The respondent contended before the board of tax appeals and the circuit court that if it had withheld the privilege dividend taxes from dividends paid to its stockholders, the expense of computing and withholding the same would have exceeded the amount of taxes paid. It contended that it would be impossible to determine the exact amount of taxes to be withheld at the time of declaring and paying dividends as the final figures could not be determined until the returns *539had been audited by the Department of Taxation; that overpayment of the tax would result in the necessity of making refunds to stockholders; and that the effect thereof would be harmful to its relations with its stockholders and would adversely affect the sale of its stock to the public.

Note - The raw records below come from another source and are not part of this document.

use std::{
    sync::{
        atomic::{AtomicBool, AtomicUsize, Ordering},
        Arc,
    },
    thread,
    time::{Duration, Instant},
};

use tracing::{info, warn};

/// Counter of user interrupts, shared between a signal listener and an engine.
///
/// Raising never blocks; engines only consume interrupts at their
/// suspension points. While no batch is armed the listener is expected to
/// treat an interrupt as a request to exit.
#[derive(Debug, Clone, Default)]
pub struct Interrupts {
    pending: Arc<AtomicUsize>,
    armed: Arc<AtomicBool>,
}

impl Interrupts {
    /// Fresh handle with nothing pending.
    pub fn new() -> Self {
        Self::default()
    }

    /// Record one interrupt.
    pub fn raise(&self) {
        self.pending.fetch_add(1, Ordering::SeqCst);
    }

    /// Consume one pending interrupt, if any.
    pub fn take(&self) -> bool {
        self.pending
            .fetch_update(Ordering::SeqCst, Ordering::SeqCst, |count| {
                count.checked_sub(1)
            })
            .is_ok()
    }

    /// Number of interrupts not yet consumed.
    pub fn pending(&self) -> usize {
        self.pending.load(Ordering::SeqCst)
    }

    /// Drop interrupts raised while no batch was running.
    pub fn clear(&self) {
        self.pending.store(0, Ordering::SeqCst);
    }

    /// Start a batch: stale interrupts are dropped and new ones are queued
    /// for the engine until the returned guard is dropped.
    pub fn arm(&self) -> Armed {
        self.clear();
        self.armed.store(true, Ordering::SeqCst);
        Armed {
            armed: Arc::clone(&self.armed),
        }
    }

    /// Whether a batch is currently listening.
    pub fn is_armed(&self) -> bool {
        self.armed.load(Ordering::SeqCst)
    }
}

/// Keeps [`Interrupts`] armed for the lifetime of a batch.
#[derive(Debug)]
#[must_use = "the batch is disarmed as soon as the guard is dropped"]
pub struct Armed {
    armed: Arc<AtomicBool>,
}

impl Drop for Armed {
    fn drop(&mut self) {
        self.armed.store(false, Ordering::SeqCst);
    }
}

/// What a second interrupt during a cooldown means.
#[derive(Debug, Clone, Copy, PartialEq, Eq)]
pub enum SecondInterrupt {
    /// End the cooldown and continue with the next item.
    ResumeEarly,
    /// Stop the batch and hand control back to the caller.
    Abort,
}

/// Cooldown length and interrupt handling for one workflow.
#[derive(Debug, Clone, Copy, PartialEq, Eq)]
pub struct CooldownPolicy {
    /// How long remote calls are suspended.
    pub duration: Duration,
    /// How often the cooldown checks for a second interrupt.
    pub poll_interval: Duration,
    /// Reaction to an interrupt raised during the cooldown.
    pub second_interrupt: SecondInterrupt,
}

/// Why a cooldown was entered.
#[derive(Debug, Clone, Copy, PartialEq, Eq)]
pub enum CooldownReason {
    /// The user interrupted the batch.
    Interrupted,
    /// The service answered 429.
    RateLimited,
}

/// Engine state as seen at suspension points.
#[derive(Debug, Clone, Copy, PartialEq, Eq)]
pub enum EngineState {
    /// Issuing remote calls.
    Running,
    /// Remote calls suspended until the instant.
    Cooldown {
        /// End of the suspension.
        until: Instant,
    },
    /// The batch was stopped; no further calls are made.
    Aborted,
}

/// Whether a batch may go on after a suspension point.
#[derive(Debug, Clone, Copy, PartialEq, Eq)]
pub enum Flow {
    /// Keep processing.
    Continue,
    /// Stop the batch.
    Abort,
}

/// Cooperative pause/resume state shared by the engines.
#[derive(Debug)]
pub struct Pacer {
    policy: CooldownPolicy,
    interrupts: Interrupts,
    state: EngineState,
    cooldowns: usize,
}

impl Pacer {
    /// Pacer driven by `interrupts` under `policy`.
    pub fn new(policy: CooldownPolicy, interrupts: Interrupts) -> Self {
        Self {
            policy,
            interrupts,
            state: EngineState::Running,
            cooldowns: 0,
        }
    }

    /// Current state.
    pub fn state(&self) -> EngineState {
        self.state
    }

    /// Cooldowns entered since creation.
    pub fn cooldowns(&self) -> usize {
        self.cooldowns
    }

    /// Return to [`EngineState::Running`] after an aborted batch.
    pub fn reset(&mut self) {
        self.state = EngineState::Running;
    }

    /// Suspension point between items: cools down if an interrupt is pending.
    pub fn checkpoint(&mut self) -> Flow {
        if self.state == EngineState::Aborted {
            return Flow::Abort;
        }
        if self.interrupts.take() {
            return self.cool_down(CooldownReason::Interrupted);
        }
        Flow::Continue
    }

    /// Suspend remote calls for the policy duration.
    ///
    /// An interrupt raised meanwhile either ends the wait early or aborts,
    /// depending on [`CooldownPolicy::second_interrupt`]. A rate-limit
    /// cooldown first absorbs one interrupt raised during the rejected call.
    pub fn cool_down(&mut self, reason: CooldownReason) -> Flow {
        let until = Instant::now() + self.policy.duration;
        self.state = EngineState::Cooldown { until };
        self.cooldowns += 1;
        if reason == CooldownReason::RateLimited && self.interrupts.take() {
            info!("interrupt folded into the rate-limit cooldown");
        }
        match reason {
            CooldownReason::Interrupted => warn!(
                "interrupted; resuming in {}s, interrupt again to {}",
                self.policy.duration.as_secs(),
                self.second_interrupt_verb()
            ),
            CooldownReason::RateLimited => warn!(
                "rate limited; waiting {}s before retrying, interrupt to {}",
                self.policy.duration.as_secs(),
                self.second_interrupt_verb()
            ),
        }

        loop {
            if self.interrupts.take() {
                match self.policy.second_interrupt {
                    SecondInterrupt::ResumeEarly => {
                        info!("cooldown ended early");
                        break;
                    }
                    SecondInterrupt::Abort => {
                        warn!("batch aborted during cooldown");
                        self.state = EngineState::Aborted;
                        return Flow::Abort;
                    }
                }
            }

            let now = Instant::now();
            if now >= until {
                break;
            }
            thread::sleep(self.policy.poll_interval.min(until - now));
        }

        self.state = EngineState::Running;
        Flow::Continue
    }

    fn second_interrupt_verb(&self) -> &'static str {
        match self.policy.second_interrupt {
            SecondInterrupt::ResumeEarly => "resume now",
            SecondInterrupt::Abort => "stop",
        }
    }
}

The record was devoted almost entirely to estimates of the certain and uncertain expense that would have been incurred by the respondent if it had withheld the taxes from the dividends paid to its stockholders.

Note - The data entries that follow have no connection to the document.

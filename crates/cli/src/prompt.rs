//! Plain stdin prompts.

use std::io::{self, BufRead, Write};

use achsync_core::{
    auth::{parse_expiry, AcquireError, AcquisitionStrategy, Credential},
    Achievement, Game,
};

/// Reads a token typed by the user. Safe to re-invoke on expiry because it
/// simply asks again.
pub struct PromptToken;

impl AcquisitionStrategy for PromptToken {
    fn acquire(&self) -> Result<Credential, AcquireError> {
        let failed = |err: io::Error| AcquireError::Failed {
            strategy: "prompt",
            reason: err.to_string(),
        };
        let token = ask("Insert the token (<userHash>;<token>)").map_err(failed)?;
        if token.is_empty() {
            return Err(AcquireError::Empty(self.name()));
        }
        let expiration =
            ask("Token expiration (ISO-8601, empty if unknown)").map_err(failed)?;

        let credential = Credential::new(token);
        Ok(match parse_expiry(&expiration) {
            Some(expires_at) => credential.with_expiry(expires_at),
            None => credential,
        })
    }

    fn name(&self) -> &'static str {
        "prompt"
    }
}

/// How the user wants to proceed after the catalogue is loaded.
#[derive(Debug, Clone, Copy, PartialEq, Eq)]
pub enum Mode {
    /// Discover and unlock everything.
    All,
    /// Pick games and achievements one at a time.
    Select,
    /// Leave.
    Quit,
}

/// Print `message` and read one trimmed line.
pub fn ask(message: &str) -> io::Result<String> {
    let mut out = io::stdout();
    write!(out, "{message}\n: ")?;
    out.flush()?;

    let mut line = String::new();
    io::stdin().lock().read_line(&mut line)?;
    Ok(line.trim().to_string())
}

/// Yes/no question; anything but `1`/`y` is no.
pub fn confirm(message: &str) -> io::Result<bool> {
    let answer = ask(&format!("{message}\n(1) Yes\n(2) No"))?;
    Ok(matches!(answer.as_str(), "1" | "y" | "Y" | "yes"))
}

/// Ask for the workflow.
pub fn mode() -> io::Result<Mode> {
    loop {
        let answer = ask("(1) Unlock everything\n(2) Select games and achievements\n(q) Quit")?;
        match answer.as_str() {
            "1" => return Ok(Mode::All),
            "2" => return Ok(Mode::Select),
            "q" | "Q" => return Ok(Mode::Quit),
            _ => continue,
        }
    }
}

/// Let the user pick one of `games`; `None` means back/quit.
pub fn choose_game<'a>(
    games: &[&'a Game],
    allow_all: bool,
) -> io::Result<Option<Choice<&'a Game>>> {
    let mut out = io::stdout();
    for (index, game) in games.iter().enumerate() {
        writeln!(out, "({}) {}", index + 1, game.display_name())?;
    }
    if allow_all {
        writeln!(out, "({}) All", games.len() + 1)?;
    }
    pick(games, allow_all, "Enter the game number, or q to go back")
}

/// Let the user pick one of `achievements`; `None` means back.
pub fn choose_achievement<'a>(
    achievements: &[&'a Achievement],
) -> io::Result<Option<Choice<&'a Achievement>>> {
    let mut out = io::stdout();
    for (index, achievement) in achievements.iter().enumerate() {
        writeln!(out, "({}) {}", index + 1, achievement.display_name())?;
    }
    pick(
        achievements,
        false,
        "Enter the achievement number to unlock, or q to return to the game list",
    )
}

/// Result of a numbered menu.
#[derive(Debug, Clone, Copy)]
pub enum Choice<T> {
    /// One entry.
    One(T),
    /// The trailing "All" entry.
    All,
}

fn pick<T: Copy>(items: &[T], allow_all: bool, message: &str) -> io::Result<Option<Choice<T>>> {
    loop {
        let answer = ask(message)?;
        if answer.eq_ignore_ascii_case("q") {
            return Ok(None);
        }
        let Ok(number) = answer.parse::<usize>() else {
            continue;
        };
        if allow_all && number == items.len() + 1 {
            return Ok(Some(Choice::All));
        }
        if let Some(item) = number.checked_sub(1).and_then(|index| items.get(index)) {
            return Ok(Some(Choice::One(*item)));
        }
    }
}

/// Print a line to stdout.
pub fn say(message: impl AsRef<str>) -> io::Result<()> {
    writeln!(io::stdout(), "{}", message.as_ref())
}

The board of tax appeals found, among other things, that the certain expense of withholding the privilege dividend tax from dividend checks would not have exceeded the amount of the privilege dividend tax so paid, and that the certain and uncertain expense of withholding said tax would have exceeded the privilege dividend tax so paid. The circuit court reversed the finding that the certain expense of withholding the tax would not have exceeded the amount of the privilege dividend tax so paid and affirmed the other findings of the board.

These findings and the testimony offered to show the certain and uncertain expenses are wholly immaterial. The wisdom of a tax and the deductions that can be made in computing taxes are wholly within the province of the legislature. If a statute is valid, it is the duty of the court to, applj it. The respondent is asking that the clear language of the statute be disregarded and that upon equitable principles it be allowed _ to deduct the privilege ' dividend taxes which it paid, because if it had withheld the amount of such taxes from the stockholders the estimated cost or expense of doing so would exceed the amount of taxes paid. The fact remains, however, that the corporation did not incur any expense in deducting and withholding the taxes, and the clear wording of the statute requires rejection of its contention.

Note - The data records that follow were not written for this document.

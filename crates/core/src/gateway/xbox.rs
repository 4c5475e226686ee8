use std::time::Duration;

use anyhow::{Context, Result};
use reqwest::{
    blocking::{Client, RequestBuilder},
    header::{ACCEPT, ACCEPT_LANGUAGE, AUTHORIZATION, USER_AGENT},
    StatusCode,
};
use tracing::{debug, info, warn};

use super::{
    payload::{self, ProgressUpdateBody},
    ProgressUpdate, RemoteAchievement, RemoteGateway, RemoteTitle, UserProfile,
};
use crate::{
    auth::CredentialStore,
    config::AppConfig,
    error::{ApiError, ApiResult},
};

const CONTRACT_HEADER: &str = "x-xbl-contract-version";
const UPDATE_USER_AGENT: &str = "XboxServicesAPI/2021.04.20210610.3 c";

/// Which kind of call a status code belongs to.
#[derive(Debug, Clone, Copy, PartialEq, Eq)]
pub enum CallKind {
    /// GET of profile, titles or achievements.
    Read,
    /// Progress update POST.
    Write,
}

/// Map an HTTP status onto the call outcome.
pub fn classify(status: StatusCode, kind: CallKind) -> ApiResult<()> {
    match status.as_u16() {
        _ if status.is_success() => Ok(()),
        304 if kind == CallKind::Write => Err(ApiError::AlreadyDone),
        401 | 403 => Err(ApiError::AuthExpired),
        429 => Err(ApiError::RateLimited),
        code => Err(ApiError::Unexpected(code)),
    }
}

fn transient(err: reqwest::Error) -> ApiError {
    ApiError::Transient(err.to_string())
}

/// Blocking HTTP gateway owning the credential store.
pub struct XboxGateway {
    client: Client,
    credentials: CredentialStore,
    profile_url: String,
    titlehub_url: String,
    achievements_url: String,
    accept_language: String,
}

impl XboxGateway {
    /// Build a gateway from configuration.
    pub fn new(config: &AppConfig, credentials: CredentialStore) -> Result<Self> {
        let client = Client::builder()
            .gzip(true)
            .timeout(Duration::from_secs(config.request_timeout_secs))
            .build()
            .context("failed to build HTTP client")?;

        Ok(Self {
            client,
            credentials,
            profile_url: config.profile_url.clone(),
            titlehub_url: config.titlehub_url.trim_end_matches('/').to_string(),
            achievements_url: config.achievements_url.trim_end_matches('/').to_string(),
            accept_language: config.accept_language.clone(),
        })
    }

    fn get_body(&mut self, url: &str, contract: &'static str) -> ApiResult<String> {
        let request = self
            .client
            .get(url)
            .header(CONTRACT_HEADER, contract)
            .header(ACCEPT, "application/json")
            .header(ACCEPT_LANGUAGE, self.accept_language.as_str());
        self.send(request, CallKind::Read)
    }

    /// Attach the renewed credential, send, classify and read the body.
    fn send(&mut self, request: RequestBuilder, kind: CallKind) -> ApiResult<String> {
        self.credentials.with_auth(|authorization| {
            let response = request
                .header(AUTHORIZATION, authorization)
                .send()
                .map_err(transient)?;
            let status = response.status();
            debug!(%status, url = %response.url(), "response received");
            classify(status, kind)?;
            response.text().map_err(transient)
        })
    }
}

impl RemoteGateway for XboxGateway {
    fn profile(&mut self) -> ApiResult<UserProfile> {
        let url = self.profile_url.clone();
        let body = self.get_body(&url, "2")?;
        let profile = payload::parse_profile(&body)?;
        info!(xuid = %profile.xuid, "user id retrieved");
        Ok(profile)
    }

    fn title_history(&mut self, xuid: &str) -> ApiResult<Vec<RemoteTitle>> {
        let url = format!(
            "{}/users/xuid({xuid})/titles/titleHistory/decoration/Achievement,scid",
            self.titlehub_url
        );
        let body = self.get_body(&url, "2")?;
        payload::parse_title_history(&body)
    }

    fn achievements(&mut self, xuid: &str, title_id: &str) -> ApiResult<Vec<RemoteAchievement>> {
        let url = format!(
            "{}/users/xuid({xuid})/achievements?titleId={title_id}",
            self.achievements_url
        );
        let body = self.get_body(&url, "4")?;
        payload::parse_achievements(&body)
    }

    fn update_progress(&mut self, update: &ProgressUpdate) -> ApiResult<()> {
        let url = format!(
            "{}/users/xuid({})/achievements/{}/update",
            self.achievements_url, update.xuid, update.service_config_id
        );
        let request = self
            .client
            .post(url)
            .header(CONTRACT_HEADER, "2")
            .header(ACCEPT, "application/json")
            .header(ACCEPT_LANGUAGE, self.accept_language.as_str())
            .header(USER_AGENT, UPDATE_USER_AGENT)
            .json(&ProgressUpdateBody::from(update));
        self.send(request, CallKind::Write)?;
        Ok(())
    }

    fn reauthenticate(&mut self) -> ApiResult<()> {
        if let Err(err) = self.credentials.force_renew() {
            warn!("{err}");
            return Err(err);
        }
        Ok(())
    }
}

#[cfg(test)]
mod tests {
    use std::{
        io::{Read, Write},
        net::TcpListener,
        sync::Arc,
        thread::{self, JoinHandle},
    };

    use serde_json::json;

    use super::*;
    use crate::auth::StaticToken;

    /// Serves one canned `(status, body)` per connection and hands back the
    /// raw requests it received.
    fn serve(responses: Vec<(u16, &'static str)>) -> Result<(String, JoinHandle<Vec<String>>)> {
        let listener = TcpListener::bind("127.0.0.1:0")?;
        let base = format!("http://{}", listener.local_addr()?);
        let handle = thread::spawn(move || {
            let mut requests = Vec::new();
            for (status, body) in responses {
                let Ok((mut stream, _)) = listener.accept() else {
                    break;
                };
                let _ = stream.set_read_timeout(Some(Duration::from_secs(5)));
                requests.push(read_request(&mut stream));
                let response = format!(
                    "HTTP/1.1 {status} Canned\r\ncontent-type: application/json\r\n\
                     content-length: {}\r\nconnection: close\r\n\r\n{body}",
                    body.len()
                );
                let _ = stream.write_all(response.as_bytes());
            }
            requests
        });
        Ok((base, handle))
    }

    fn read_request(stream: &mut impl Read) -> String {
        let mut raw = Vec::new();
        let mut chunk = [0u8; 4096];
        loop {
            let text = String::from_utf8_lossy(&raw).into_owned();
            if let Some(end) = text.find("\r\n\r\n") {
                let length = header(&text, "content-length")
                    .and_then(|value| value.parse::<usize>().ok())
                    .unwrap_or(0);
                if raw.len() >= end + 4 + length {
                    return text;
                }
            }
            match stream.read(&mut chunk) {
                Ok(0) | Err(_) => return String::from_utf8_lossy(&raw).into_owned(),
                Ok(read) => raw.extend_from_slice(&chunk[..read]),
            }
        }
    }

    fn header<'a>(request: &'a str, name: &str) -> Option<&'a str> {
        request
            .split("\r\n\r\n")
            .next()?
            .lines()
            .skip(1)
            .filter_map(|line| line.split_once(':'))
            .find(|(key, _)| key.trim().eq_ignore_ascii_case(name))
            .map(|(_, value)| value.trim())
    }

    fn body(request: &str) -> &str {
        request.split_once("\r\n\r\n").map_or("", |(_, body)| body)
    }

    fn gateway(base: &str) -> Result<XboxGateway> {
        let config = AppConfig {
            profile_url: format!("{base}/users/me/profile/settings?settings=Gamertag"),
            titlehub_url: base.to_string(),
            achievements_url: format!("{base}/"),
            ..AppConfig::default()
        };
        let mut credentials = CredentialStore::new();
        credentials.authenticate(Arc::new(StaticToken::new("uhs;secret", None)))?;
        XboxGateway::new(&config, credentials)
    }

    fn update() -> ProgressUpdate {
        ProgressUpdate {
            xuid: "2533274800000000".to_string(),
            title_id: "100".to_string(),
            service_config_id: "scid-1".to_string(),
            achievement_id: "7".to_string(),
        }
    }

    #[test]
    fn status_codes_are_classified() {
        assert_eq!(classify(StatusCode::OK, CallKind::Read), Ok(()));
        assert_eq!(
            classify(StatusCode::UNAUTHORIZED, CallKind::Read),
            Err(ApiError::AuthExpired)
        );
        assert_eq!(
            classify(StatusCode::FORBIDDEN, CallKind::Write),
            Err(ApiError::AuthExpired)
        );
        assert_eq!(
            classify(StatusCode::TOO_MANY_REQUESTS, CallKind::Write),
            Err(ApiError::RateLimited)
        );
        assert_eq!(
            classify(StatusCode::NOT_MODIFIED, CallKind::Write),
            Err(ApiError::AlreadyDone)
        );
        assert_eq!(
            classify(StatusCode::NOT_MODIFIED, CallKind::Read),
            Err(ApiError::Unexpected(304))
        );
        assert_eq!(
            classify(StatusCode::INTERNAL_SERVER_ERROR, CallKind::Read),
            Err(ApiError::Unexpected(500))
        );
    }

    #[test]
    fn gateway_without_token_fails_before_sending() -> Result<()> {
        let config = AppConfig {
            profile_url: "http://127.0.0.1:9/profile".to_string(),
            ..AppConfig::default()
        };
        let mut gateway = XboxGateway::new(&config, CredentialStore::new())?;
        assert!(matches!(gateway.profile(), Err(ApiError::RenewalFailed(_))));
        assert!(matches!(
            gateway.reauthenticate(),
            Err(ApiError::RenewalFailed(_))
        ));
        Ok(())
    }

    #[test]
    fn reads_send_credential_and_contract_headers() -> Result<()> {
        let (base, server) = serve(vec![
            (200, r#"{"titles":[{"titleId":"100","name":"Halo"}]}"#),
            (200, r#"{"achievements":[]}"#),
        ])?;
        let mut gateway = gateway(&base)?;

        let titles = gateway.title_history("42")?;
        assert_eq!(titles.len(), 1);
        assert_eq!(titles[0].title_id, "100");
        assert!(gateway.achievements("42", "100")?.is_empty());

        let requests = server.join().expect("server thread");
        assert!(requests[0].starts_with(
            "GET /users/xuid(42)/titles/titleHistory/decoration/Achievement,scid HTTP/1.1"
        ));
        assert_eq!(header(&requests[0], "authorization"), Some("XBL3.0 x=uhs;secret"));
        assert_eq!(header(&requests[0], CONTRACT_HEADER), Some("2"));
        assert_eq!(header(&requests[0], "accept"), Some("application/json"));
        assert_eq!(header(&requests[0], "accept-language"), Some("en-GB"));

        assert!(requests[1].starts_with("GET /users/xuid(42)/achievements?titleId=100 HTTP/1.1"));
        assert_eq!(header(&requests[1], CONTRACT_HEADER), Some("4"));
        Ok(())
    }

    #[test]
    fn progress_update_posts_completion_body() -> Result<()> {
        let (base, server) = serve(vec![(200, "")])?;
        let mut gateway = gateway(&base)?;

        gateway.update_progress(&update())?;

        let requests = server.join().expect("server thread");
        let request = &requests[0];
        assert!(request.starts_with(
            "POST /users/xuid(2533274800000000)/achievements/scid-1/update HTTP/1.1"
        ));
        assert_eq!(header(request, "user-agent"), Some(UPDATE_USER_AGENT));
        assert_eq!(header(request, CONTRACT_HEADER), Some("2"));
        assert_eq!(header(request, "authorization"), Some("XBL3.0 x=uhs;secret"));

        let sent: serde_json::Value = serde_json::from_str(body(request))?;
        assert_eq!(
            sent,
            json!({
                "action": "progressUpdate",
                "serviceConfigId": "scid-1",
                "titleId": "100",
                "userId": "2533274800000000",
                "achievements": [{ "id": "7", "percentComplete": "100" }]
            })
        );
        Ok(())
    }

    #[test]
    fn write_statuses_are_classified_from_the_response() -> Result<()> {
        let (base, server) = serve(vec![(304, ""), (429, ""), (401, ""), (500, "")])?;
        let mut gateway = gateway(&base)?;

        assert_eq!(gateway.update_progress(&update()), Err(ApiError::AlreadyDone));
        assert_eq!(gateway.update_progress(&update()), Err(ApiError::RateLimited));
        assert_eq!(gateway.update_progress(&update()), Err(ApiError::AuthExpired));
        assert_eq!(gateway.update_progress(&update()), Err(ApiError::Unexpected(500)));

        assert_eq!(server.join().expect("server thread").len(), 4);
        Ok(())
    }

    #[test]
    fn unreachable_service_is_transient() -> Result<()> {
        let base = {
            let listener = TcpListener::bind("127.0.0.1:0")?;
            format!("http://{}", listener.local_addr()?)
        };
        let mut gateway = gateway(&base)?;
        assert!(matches!(gateway.title_history("42"), Err(ApiError::Transient(_))));
        Ok(())
    }
}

*540Rule 175 of the Wisconsin Department of Taxation provides that privilege dividend taxes paid by a corporation are not deductible for income-tax purposes. That rule has been published in the Wisconsin Red Book, Administrative Rules and Orders, since 1942, and that was the position of the Department of Taxation from the date of the enactment of the Privilege Dividend Tax Law. The legislature has not seen fit to change this rule and this court recognized it in the case of Wisconsin G. & E. Co. v. Department of Taxation, 243 Wis. 216, 220, 10 N. W. (2d) 140, in which the following statement was made:

“We are certain of three things: (1) That the burden of the tax is specifically laid upon the stockholder; (2) that the corporation declaring the dividend must deduct the tax from the dividend and may not under any circumstances treat the tax as a necessary expense of doing business; (3) that the power to levy the tax so construed was authoritatively established in the Penney Case, supra.”

The respondent contends that the statement is dicta. It is apparent that the circuit judge held the same view. The question was directly raised in that case and the statement was deliberately made after this court had thoroughly studied the Privilege Dividend Tax Law in several cases decided by it. It clearly states the law, and we repeat here that a corporation paying a dividend tax from its own funds may not treat the tax as an ordinary and necessary expense in computing its income tax.

By the Court. — Judgment reversed and cause remanded with directions to enter a judgment consistent with this opinion.